На месте доньи Аурелии я бы, наверное, тоже обиделся. Не стоило так неожиданно напоминать, что за пределами гостиницы у меня есть своя жизнь и собственная цель, что наши длинные и странные разговорывсего лишь способ подобраться ближе к этой цели. И я бы, наверное, обижался дольше. Но хозяйка уже на следующее утро встретила меня с привычной улыбкой и сообщила, что некто Карлос наконец-то починил кофейную машину.
Как я сразу не догадалась, сказала она. Ты журналист. То-то язык у тебя подвешен!
И разубедить ее оказалось невозможно. Я был даже готов рассказать ей правду, но моя правда выглядела совсем уже нелепо. Донья Аурелия здорово посмеялась бы. Хихикала бы тоненько, по-девичьи, прикрывая рот рукой, выговаривая: «Ты? Охотник за головами? Ой, не могу»
Я. Охотник за головами. Я пришел за головой Рамона Клементе, наркоторговца и нелегального проводника. У меня нет прошлого, но есть некоторая вероятность будущего. В моем положении берутся за любую работу. В соседнем поселке четыре крепких парня ждут моего звонка. Я найду и покажу им Рамона Клементе, и все кончится, и начнется, наверное, какая-то жизнь. Мы с Лорел сможем заплатить первый взнос за дом.
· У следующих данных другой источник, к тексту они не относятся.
/// GET /api/memory/search?q=&top_k=
pub async fn search_memory(
    State(state): State<Arc<AppState>>,
    Query(search): Query<MemorySearch>,
) -> ApiResult<Vec<ScoredRecord>> {
    let q = search.q.trim();
    if q.is_empty() {
        return Err(ApiError::bad_request("query parameter `q` must not be empty"));
    }
    let top_k = search
        .top_k
        .unwrap_or(state.config.retrieval.top_k)
        .clamp(1, MAX_TOP_K);
    let owner = search.owner.as_deref().filter(|o| !o.is_empty());
    Ok(Json(state.store.query_vector(q, top_k, owner).await?))
}

/// DELETE /api/memory/{id} -- soft delete.
pub async fn delete_memory(
    State(state): State<Arc<AppState>>,
    Path(id): Path<String>,
) -> ApiResult<Value> {
    state.store.soft_delete(&id).await?;
    Ok(Json(json!({"id": id, "deleted": true})))
}

/// POST /api/memory/{id}/restore
pub async fn restore_memory(
    State(state): State<Arc<AppState>>,
    Path(id): Path<String>,
) -> ApiResult<Value> {
    state.store.restore(&id).await?;
    Ok(Json(json!({"id": id, "restored": true})))
}

// ---------------------------------------------------------------------------
// Facts
// ---------------------------------------------------------------------------

#[derive(Debug, Deserialize)]
pub struct OwnerQuery {
    #[serde(default)]
    pub owner: Option<String>,
}

impl OwnerQuery {
    fn owner(&self) -> &str {
        self.owner
            .as_deref()
            .map(str::trim)
            .filter(|o| !o.is_empty())
            .unwrap_or(DEFAULT_FACT_OWNER)
    }
}

#[derive(Debug, Deserialize)]
pub struct FactBody {
    pub value: String,
}

/// GET /api/facts?owner=
pub async fn list_facts(
    State(state): State<Arc<AppState>>,
    Query(query): Query<OwnerQuery>,
) -> ApiResult<Vec<Fact>> {
    Ok(Json(state.store.list_facts(query.owner()).await?))
}

/// PUT /api/facts/{key}
pub async fn put_fact(
    State(state): State<Arc<AppState>>,
    Path(key): Path<String>,
    Query(query): Query<OwnerQuery>,
    Json(body): Json<FactBody>,
) -> ApiResult<Fact> {
    let value = body.value.trim();
    if value.is_empty() {
        return Err(ApiError::bad_request("fact value must not be empty"));
    }
    Ok(Json(state.store.set_fact(query.owner(), &key, value).await?))
}

/// DELETE /api/facts/{key}
pub async fn delete_fact(
    State(state): State<Arc<AppState>>,
    Path(key): Path<String>,
    Query(query): Query<OwnerQuery>,
) -> ApiResult<Value> {
    if !state.store.delete_fact(query.owner(), &key).await? {
        return Err(ApiError::new(
            StatusCode::NOT_FOUND,
            ErrorKind::Persistence,
            format!("fact not found: {key}"),
        ));
    }
    Ok(Json(json!({"key": key, "deleted": true})))
}
//! Application configuration.
//!
//! [`AppConfig`] is read once at startup from a TOML file and handed to every
//! component by `Arc`. Every field has a default, so an empty file (or no
//! file at all) yields a working configuration that talks to Groq.

use std::collections::BTreeMap;
use std::path::{Path, PathBuf};
use std::time::Duration;

use serde::{Deserialize, Serialize};

use crate::error::{AgentError, Result};
use crate::llm::types::ProviderTarget;
use crate::session::BusyPolicy;

/// Root configuration.
#[derive(Debug, Clone, Serialize, Deserialize)]
#[serde(default)]
pub struct AppConfig {
    pub router: RouterConfig,
    pub providers: Vec<ProviderConfig>,
    pub plans: BTreeMap<String, PlanConfig>,
    pub retrieval: RetrievalConfig,
    pub tools: ToolsConfig,
    pub store: StoreConfig,
    pub session: SessionConfig,
    pub server: ServerConfig,
}

impl Default for AppConfig {
    fn default() -> Self {
        Self {
            router: RouterConfig::default(),
            providers: ProviderConfig::presets(),
            plans: PlanConfig::presets(),
            retrieval: RetrievalConfig::default(),
            tools: ToolsConfig::default(),
            store: StoreConfig::default(),
            session: SessionConfig::default(),
            server: ServerConfig::default(),
        }
    }
}

// ---------------------------------------------------------------------------
// Sections
// ---------------------------------------------------------------------------

/// `[router]`: default target, retry/fallback policy and sampling defaults.
#[derive(Debug, Clone, Serialize, Deserialize)]
#[serde(default)]
pub struct RouterConfig {
    pub default_provider: String,
    pub default_model: String,
    /// Plan tier applied when a request names none.
    pub default_tier: String,
    /// Upper bound for one provider call, streaming included.
    pub timeout_secs: u64,
    /// Attempts against the same provider (initial + retries).
    pub max_attempts: u32,
    pub backoff: BackoffConfig,
    /// Tried in order, once each, after the primary gives up.
    pub fallbacks: Vec<ProviderTarget>,
    pub temperature: f32,
    pub max_tokens: u32,
}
А потом поглядим.
Но у доньи Аурелии свое представление о том, зачем я явился. Теперь по утрам она сообщает мне странные местные новости и ждет: начну ли я записывать в блокнот, метнусь ли к ноутбуку, стану ли выведывать подробности, отправлюсь ли в почтовое отделение звонить кому-то. Я делаю вид, что мне безразличны ее рассказы. Мы четыре дня играли в одну игру, теперь играем в другую, все-то весело.
У Марии пропала коза, говорит донья Аурелия, бедная девочка так плакала! У нас часто пропадают козы. Хочешь чаю?
Чай прозрачен и будто бы пуст, но после первого глотка рождается привкус лежалой соломы, точно старый веник залили крутым кипятком.
Мальчики решили, что в озере кто-то живет, говорит донья Аурелия. Кто-то очень странный. Может, он и крадет коз, как думаешь?
Если сделать несколько глотков подряд, происходит необъяснимое: чайный веник расцветает во рту, распускается весенним миндалем или поздней хризантемой.
Мы все думаем, говорит донья Аурелия, что неспроста Бонита никому не показывает своего мальчика. Это особенный ребенок, попомни мои слова!
Лучший чай заваривается на дождевой воде, а дожди здесь бывают две недели в году; должно быть, хозяйка собирает воду все эти две недели, а потом держит в подвале в огромных жестяных флягах.
Я и сама позавчера видела свет на горе, говорит она.
Я ничего не отвечаю. Что вообще может сказать человек, у которого во рту только что расцвел веник?
Неделя моего пребывания здесь, и вот у нас третья по счету игра: я веду донью Аурелию на свидание. Она надевает свое лучшее платье и вплетает цветы в прическу, достает из-под кровати красные вышитые мокасины. Мы идем в «Такитос», но не в зал, где едят, а в бар. Хозяинстарый друг доньи Аурелии, он обеспечит нам кое-что из своих запасов. Будем сидеть и разговаривать.
Может быть, говорит донья Аурелия, ты увидишь кое-что интересное.
Но все идет не по плану. С утра поднимается ветер и стоит над землей весь день; ветер несет колючий песок и мелкие белые облака. Поговаривают, что будет дождь, и даже гроза, и град, но облака уходят, оставляя за собой чистое бледное небо. Мне не по себе от этого ветра: он настигает даже в помещении, влетает в одно ухо и вылетает в другое, оставляя голову совершенно пустой.
Я знаю, говорит донья Аурелия, ты стесняешься идти со мной в «Такитос»!